» WHAT IS EXPECTED
For the records below, give the number of lines in which "EmptyContent" appears, and add nothing else.

....

#![warn(missing_docs)]
#![warn(clippy::missing_docs_in_private_items)]

//! Bridges rendered feedback and the RST document layer.
//!
//! Converting RST to HTML is the host's job and happens behind
//! [`MarkupWriter`]. This module owns what the host cannot know about: the
//! `hidden-until` directive and the dispatch between JSON envelopes, RST and
//! raw HTML content.

use std::str::FromStr;

use anyhow::Result;
use chrono::{NaiveDate, NaiveDateTime};

use crate::{
    constants::{
        HIDDEN_UNTIL_DATE_FORMATS, HIDDEN_UNTIL_DATETIME_FORMATS, HIDDEN_UNTIL_DISPLAY_FORMAT,
    },
    i18n::Translator,
    render::{RenderContext, Suppression, parsing_failed, render_json},
    util::fill,
};

/// Name of the time-gated visibility directive.
const HIDDEN_UNTIL: &str = "hidden-until";

/// Indentation used for directive bodies this module writes.
const INDENT: &str = "    ";

/// Authoring errors in feedback documents.
#[derive(thiserror::Error, Debug, PartialEq, Eq)]
pub enum DocumentError {
    /// The `hidden-until` argument is not a date.
    #[error("Unknown date format in the \"hidden-until\" directive; {0}")]
    InvalidDate(String),
    /// The `hidden-until` directive has no argument.
    #[error("The \"hidden-until\" directive on line {0} requires a date argument")]
    MissingDate(usize),
    /// The `hidden-until` directive has no content.
    #[error("Content block expected for the \"hidden-until\" directive on line {0}; none found")]
    EmptyContent(usize),
    /// The requested parsing mode does not exist.
    #[error("Unknown text parser: {0}")]
    UnknownMode(String),
}

/// Wraps an HTML fragment in an RST `raw` directive.
pub fn html_to_rst(html: &str) -> String {
    let mut rst = String::from(".. raw:: html\n\n");
    for line in html.lines() {
        if !line.trim().is_empty() {
            rst.push_str(INDENT);
            rst.push_str(line);
        }
        rst.push('\n');
    }
    rst
}

/// Parses a `hidden-until` argument.
pub fn parse_hidden_until(argument: &str) -> Result<NaiveDateTime, DocumentError> {
    let argument = argument.trim();
    HIDDEN_UNTIL_DATETIME_FORMATS
        .iter()
        .find_map(|format| NaiveDateTime::parse_from_str(argument, format).ok())
        .or_else(|| parse_date(argument).and_then(|date| date.and_hms_opt(0, 0, 0)))
        .or_else(|| parse_date_and_hour(argument))
        .ok_or_else(|| DocumentError::InvalidDate(argument.to_string()))
}

/// Parses a date in one of the date-only formats.
fn parse_date(text: &str) -> Option<NaiveDate> {
    HIDDEN_UNTIL_DATE_FORMATS
        .iter()
        .find_map(|format| NaiveDate::parse_from_str(text, format).ok())
}

/// Parses `<date> <hour>`, e.g. `2030-01-15 9`.
fn parse_date_and_hour(text: &str) -> Option<NaiveDateTime> {
    let (date, hour) = text.rsplit_once(' ')?;
    if hour.is_empty() || hour.len() > 2 || !hour.bytes().all(|b| b.is_ascii_digit()) {
        return None;
    }
    parse_date(date.trim_end())?.and_hms_opt(hour.parse().ok()?, 0, 0)
}

/// Settings for expanding `hidden-until` directives.
#[derive(Clone, Copy)]
pub struct DirectiveContext<'a> {
    /// Current local time.
    pub now:             NaiveDateTime,
    /// Show hidden content anyway (staff preview).
    pub show_everything: bool,
    /// Message lookup for the banners.
    pub translator:      &'a dyn Translator,
}

/// Number of leading spaces/tabs of `line`.
fn indentation(line: &str) -> usize {
    line.len() - line.trim_start_matches([' ', '\t']).len()
}

/// Writes an RST `caution` admonition with `text` at `indent`.
fn push_caution(out: &mut Vec<String>, indent: &str, text: &str) {
    out.push(format!("{indent}.. caution::"));
    out.push(String::new());
    for line in text.lines() {
        out.push(format!("{indent}{INDENT}{line}"));
    }
    out.push(String::new());
}

/// Expands every `hidden-until` directive of an RST document.
///
/// Content is kept once the date has passed. Before that it is replaced by a
/// caution telling the viewer to come back later, unless `show_everything` is
/// set, in which case it is kept behind a caution saying when students will
/// see it. Directives nest.
pub fn expand_hidden_until(source: &str, ctx: &DirectiveContext<'_>) -> Result<String, DocumentError> {
    let lines: Vec<&str> = source.lines().collect();
    let mut out = Vec::with_capacity(lines.len());
    let marker = format!(".. {HIDDEN_UNTIL}::");
    let mut index = 0;

    while index < lines.len() {
        let line = lines[index];
        let Some(argument) = line.trim_start().strip_prefix(marker.as_str()) else {
            out.push(line.to_string());
            index += 1;
            continue;
        };

        let line_number = index + 1;
        let indent = &line[..indentation(line)];
        if argument.trim().is_empty() {
            return Err(DocumentError::MissingDate(line_number));
        }
        let hidden_until = parse_hidden_until(argument)?;

        // the body is every following blank or more-indented line
        index += 1;
        let body_start = index;
        while index < lines.len()
            && (lines[index].trim().is_empty() || indentation(lines[index]) > indent.len())
        {
            index += 1;
        }
        let body = &lines[body_start..index];
        let trailing_blank = body.iter().rev().take_while(|l| l.trim().is_empty()).count();
        let body = &body[..body.len() - trailing_blank];
        let leading_blank = body.iter().take_while(|l| l.trim().is_empty()).count();
        let body = &body[leading_blank..];

        let body_indent = body
            .iter()
            .filter(|l| !l.trim().is_empty())
            .map(|l| indentation(l))
            .min()
            .ok_or(DocumentError::EmptyContent(line_number))?;

        let date = hidden_until.format(HIDDEN_UNTIL_DISPLAY_FORMAT).to_string();
        let after_deadline = hidden_until <= ctx.now;

        if after_deadline || ctx.show_everything {
            if !after_deadline {
                let warning = ctx
                    .translator
                    .gettext("The feedback below will be hidden to the students until {}.");
                push_caution(&mut out, indent, &fill(&warning, &[&date]));
            }

            let dedented = body
                .iter()
                .map(|l| if l.trim().is_empty() { "" } else { &l[body_indent..] })
                .collect::<Vec<_>>()
                .join("\n");
            for expanded in expand_hidden_until(&dedented, ctx)?.lines() {
                if expanded.is_empty() {
                    out.push(String::new());
                } else {
                    out.push(format!("{indent}{expanded}"));
                }
            }
        } else {
            let notice = ctx.translator.gettext(
                "A part of this feedback is hidden until {}. Please come back later and reload \
                 the submission to see the full feedback.",
            );
            push_caution(&mut out, indent, &fill(&notice, &[&date]));
        }

        for _ in 0..trailing_blank {
            out.push(String::new());
        }
    }

    let mut expanded = out.join("\n");
    if source.ends_with('\n') {
        expanded.push('\n');
    }
    Ok(expanded)
}

/// Converts RST to HTML; provided by the host.
pub trait MarkupWriter {
    /// Renders an RST document to an HTML fragment.
    fn write_html(&self, rst: &str) -> Result<String>;
}

/// Writer that hands the RST source back untouched, for hosts that render
/// RST themselves later on.
#[derive(Debug, Clone, Copy, Default)]
pub struct VerbatimWriter;

impl MarkupWriter for VerbatimWriter {
    fn write_html(&self, rst: &str) -> Result<String> {
        Ok(rst.to_string())
    }
}

/// Format of stored feedback content.
#[derive(Debug, Clone, Copy, PartialEq, Eq)]
pub enum Mode {
    /// reStructuredText.
    Rst,
    /// Raw HTML.
    Html,
    /// A JSON feedback envelope.
    Json,
}

impl FromStr for Mode {
    type Err = DocumentError;

    fn from_str(s: &str) -> Result<Self, Self::Err> {
        match s.to_ascii_lowercase().as_str() {
            "rst" => Ok(Mode::Rst),
            "html" => Ok(Mode::Html),
            "json" => Ok(Mode::Json),
            other => Err(DocumentError::UnknownMode(other.to_string())),
        }
    }
}

/// Stored feedback content plus everything needed to show it to one viewer.
pub struct ParsableText<'a> {
    /// The content to parse.
    content:         String,
    /// How to interpret the content.
    mode:            Mode,
    /// Show content hidden by `hidden-until` (staff preview).
    show_everything: bool,
    /// Whether the viewer is staff.
    staff:           bool,
    /// Current local time, for `hidden-until`.
    now:             NaiveDateTime,
    /// Message lookup.
    translator:      &'a dyn Translator,
    /// Result kinds that never reveal detail.
    suppression:     Suppression,
}

impl<'a> ParsableText<'a> {
    /// Creates parsable content for a student viewer, evaluated at the
    /// current local time.
    pub fn new(content: impl Into<String>, mode: Mode, translator: &'a dyn Translator) -> Self {
        Self {
            content: content.into(),
            mode,
            show_everything: false,
            staff: false,
            now: chrono::Local::now().naive_local(),
            translator,
            suppression: Suppression::render_side(),
        }
    }

    /// sets the `show_everything` field
    pub fn set_show_everything(mut self, show_everything: bool) -> Self {
        self.show_everything = show_everything;
        self
    }

    /// sets the `staff` field
    pub fn set_staff(mut self, staff: bool) -> Self {
        self.staff = staff;
        self
    }

    /// sets the `now` field
    pub fn set_now(mut self, now: NaiveDateTime) -> Self {
        self.now = now;
        self
    }

    /// sets the `suppression` field
    pub fn set_suppression(mut self, suppression: Suppression) -> Self {
        self.suppression = suppression;
        self
    }

    /// Returns the original content.
    pub fn original_content(&self) -> &str {
        &self.content
    }

    /// Parses the content.
    ///
    /// Envelopes that fail to decode and RST the writer cannot handle become
    /// the "Parsing failed" fragment. A malformed `hidden-until` directive is
    /// an authoring error and is returned as such.
    pub fn parse(&self, writer: &dyn MarkupWriter) -> Result<String, DocumentError> {
        let ctx = RenderContext::new(self.translator, &self.suppression).with_staff(self.staff);

        match self.mode {
            Mode::Json => Ok(render_json(&self.content, &ctx)),
            Mode::Html => Ok(self.content.clone()),
            Mode::Rst => {
                let directives = DirectiveContext {
                    now:             self.now,
                    show_everything: self.show_everything,
                    translator:      self.translator,
                };
                let expanded = expand_hidden_until(&self.content, &directives)?;
                match writer.write_html(&expanded) {
                    Ok(html) => Ok(html),
                    Err(err) => {
                        tracing::warn!("Could not render feedback document: {err:#}");
                        Ok(parsing_failed(&self.content, &ctx))
                    }
                }
            }
        }
    }
}

/// Wraps each HTML fragment in a `raw` block and joins them into one RST
/// document.
pub fn fragments_to_rst<I, S>(fragments: I) -> String
where
    I: IntoIterator<Item = S>,
    S: AsRef<str>,
{
    fragments
        .into_iter()
        .map(|fragment| html_to_rst(fragment.as_ref()))
        .collect::<Vec<_>>()
        .join("\n")
}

....

» RESPONSE
2